Thornton Melon o Marion Cobretti no son progresistas, no creen en la ciencia ni en los derechos humanos, tampoco en la igualdad, no negocian, no entienden el feminismo ni la homosexualidad, no confían en los extranjeros y se consideran los dueños naturales del planeta. Ya no se ríen, acabó la comedia, tenían el poder y saben cómo recuperarlo. Y ese botín no se reparte, cada hombre de esta grupo lucha solo por sí mismo.
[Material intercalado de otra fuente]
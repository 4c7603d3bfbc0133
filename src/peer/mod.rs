//! # Peer Collaborator Interfaces
//!
//! The benchmark never talks to a messaging node directly. Everything it
//! needs from a provisioned peer is expressed through the traits in this
//! module, so the trial logic can run unchanged against real nodes, the
//! in-process [`memory`] network, or scripted test doubles.
//!
//! - [`SendingEndpoint`]: persist a message, broadcast a notification for it
//! - [`ReceivingEndpoint`]: snapshot query of a channel's message log
//! - [`Peer`]: both endpoints plus the lifecycle (presence, notifications, shutdown)
//! - [`PeerProvisioner`]: brings peers up and creates the trial channel

use async_trait::async_trait;
use chrono::{DateTime, Utc};
use serde::{Deserialize, Serialize};
use std::fmt;
use tokio::sync::mpsc;
use uuid::Uuid;

pub mod memory;

pub use memory::{LocalNetwork, LocalPeer, LocalProvisioner, PeerSettings};

/// Identifier of a peer within one trial (its provisioning index)
pub type PeerId = u64;

/// A logical chat channel that unit messages are posted against
#[derive(Debug, Clone, PartialEq, Eq, Hash, Serialize, Deserialize)]
pub struct Channel {
    pub id: Uuid,
    pub category: String,
    pub display_name: String,
}

impl Channel {
    /// Create a channel with a fresh identifier
    pub fn new(category: impl Into<String>, display_name: impl Into<String>) -> Self {
        Self {
            id: Uuid::new_v4(),
            category: category.into(),
            display_name: display_name.into(),
        }
    }
}

impl fmt::Display for Channel {
    fn fmt(&self, f: &mut fmt::Formatter<'_>) -> fmt::Result {
        write!(f, "{}:{} ({})", self.category, self.display_name, self.id)
    }
}

/// One message of the synthetic workload
///
/// Built by the workload generator right before it is sent and never
/// modified afterwards.
#[derive(Debug, Clone, PartialEq, Eq, Serialize, Deserialize)]
pub struct UnitMessage {
    pub id: Uuid,
    pub sequence_index: usize,
    pub content: String,
    pub channel: Channel,
}

impl UnitMessage {
    /// Payload size used for throughput accounting
    pub fn size(&self) -> usize {
        16 + // id
        8 + // sequence index
        self.content.len()
    }
}

/// The record a peer keeps for a persisted message
///
/// Returned by [`SendingEndpoint::send`] as the acknowledgment, and by
/// [`ReceivingEndpoint::list_messages`] as the listed entries.
#[derive(Debug, Clone, PartialEq, Eq, Serialize, Deserialize)]
pub struct MessageRecord {
    pub message_id: Uuid,
    pub entry_hash: String,
    pub content: String,
    pub author: PeerId,
    pub chunk: u32,
    pub created_at: DateTime<Utc>,
}

/// Fan-out statistics returned by a notification broadcast
#[derive(Debug, Clone, Copy, Default, PartialEq, Eq, Serialize, Deserialize)]
pub struct SignalReceipt {
    /// Chatters known to the sending peer
    pub total: usize,
    /// Chatters considered active (excluding the sender)
    pub active: usize,
    /// Chatters the notification was actually delivered to
    pub sent: usize,
}

/// Filter options for [`ReceivingEndpoint::list_messages`]
#[derive(Debug, Clone, Copy, PartialEq, Eq, Serialize, Deserialize)]
pub struct ListFilter {
    pub active_chatter: bool,
    pub chunk_start: u32,
    /// Inclusive
    pub chunk_end: u32,
}

impl Default for ListFilter {
    fn default() -> Self {
        Self {
            active_chatter: false,
            chunk_start: 0,
            chunk_end: 1,
        }
    }
}

/// Result of a message log query
#[derive(Debug, Clone, Default, PartialEq, Eq, Serialize, Deserialize)]
pub struct MessageList {
    pub messages: Vec<MessageRecord>,
}

/// A push-delivered notification observed by a peer
#[derive(Debug, Clone, PartialEq, Eq, Serialize, Deserialize)]
pub struct Notification {
    /// Peer that broadcast the notification
    pub from: PeerId,
    pub message: MessageRecord,
    pub channel: Channel,
}

/// Failures surfaced by peer collaborators
#[derive(Debug, thiserror::Error)]
pub enum PeerError {
    /// A send or notify call failed or the connection dropped
    #[error("transmission failed on peer {peer}: {reason}")]
    Transmission { peer: PeerId, reason: String },

    /// The peer refused the request
    #[error("peer {peer} rejected the request: {reason}")]
    Rejected { peer: PeerId, reason: String },

    /// Provisioning or channel creation failed
    #[error("setup failed: {0}")]
    Setup(String),

    /// The peer has already been shut down
    #[error("peer {0} is shut down")]
    ShutDown(PeerId),
}

/// Capability to write into the messaging application
#[async_trait]
pub trait SendingEndpoint: Send + Sync {
    /// Persist a message against its channel and return the peer's record of it
    async fn send(&self, message: &UnitMessage) -> Result<MessageRecord, PeerError>;

    /// Broadcast a lightweight signal referencing an already-sent message
    async fn notify(
        &self,
        message: &MessageRecord,
        channel: &Channel,
    ) -> Result<SignalReceipt, PeerError>;
}

/// Capability to read a channel's persisted message log
#[async_trait]
pub trait ReceivingEndpoint: Send + Sync {
    async fn list_messages(
        &self,
        channel: &Channel,
        filter: &ListFilter,
    ) -> Result<MessageList, PeerError>;
}

/// A provisioned peer node taking part in a trial
#[async_trait]
pub trait Peer: SendingEndpoint + ReceivingEndpoint {
    /// Identity used for receipt tallies and logging
    fn id(&self) -> PeerId;

    /// Open a stream of push notifications delivered to this peer
    ///
    /// Events fire zero or more times for the life of the peer connection
    /// and the stream ends when the peer shuts down.
    fn subscribe_notifications(&self) -> mpsc::UnboundedReceiver<Notification>;

    /// Mark this peer as an active chatter so it receives notifications
    async fn refresh_presence(&self) -> Result<(), PeerError>;

    /// Release the peer's resources
    async fn shutdown(&self) -> Result<(), PeerError>;
}

/// Brings peers up and creates the channel a trial runs against
#[async_trait]
pub trait PeerProvisioner: Send + Sync {
    /// Provision the peer with the given index
    async fn provision_peer(&self, index: usize) -> Result<Box<dyn Peer>, PeerError>;

    /// Create the trial channel through `creator`
    async fn create_channel(
        &self,
        creator: &dyn Peer,
        display_name: &str,
        category: &str,
    ) -> Result<Channel, PeerError>;
}
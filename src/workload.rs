//! Workload generation
//!
//! A trial's workload is a lazy sequence of [`UnitMessage`]s labelled
//! `"message 0"`, `"message 1"`, ... Each message gets a fresh UUID v4 when
//! it is produced, so identifiers never repeat within a workload or across
//! workloads built in the same process.

use crate::peer::{Channel, UnitMessage};
use uuid::Uuid;

/// Lazy, finite, single-pass sequence of unit messages for one channel
#[derive(Debug)]
pub struct Workload {
    channel: Channel,
    next: usize,
    count: usize,
}

impl Workload {
    /// Create a workload of `count` messages addressed to `channel`
    pub fn new(channel: Channel, count: usize) -> Self {
        Self {
            channel,
            next: 0,
            count,
        }
    }
}

impl Iterator for Workload {
    type Item = UnitMessage;

    fn next(&mut self) -> Option<Self::Item> {
        if self.next >= self.count {
            return None;
        }

        let index = self.next;
        self.next += 1;
        Some(UnitMessage {
            id: Uuid::new_v4(),
            sequence_index: index,
            content: format!("message {}", index),
            channel: self.channel.clone(),
        })
    }

    fn size_hint(&self) -> (usize, Option<usize>) {
        let remaining = self.count - self.next;
        (remaining, Some(remaining))
    }
}

impl ExactSizeIterator for Workload {}

impl std::iter::FusedIterator for Workload {}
En Yo soy la justicia (Death Wish, 1974), nauseabunda película con exitosas secuelas y cuyo título en español es tomado de una cita del propio protagonista -como si fuera un agresivo y ridículo Luis XIV vagando por los bajos fondos, pero completamente ajeno a la Ilustración-, el resentido varón solitario resuelve con una santificada violencia complejos problemas sociales desde una perspectiva moral vaga, básica y maniquea.

¿Reconocen el discurso? Como ha sucedido con el cambio climático, estuvimos quizá incubando el huevo de la serpiente sin saberlo.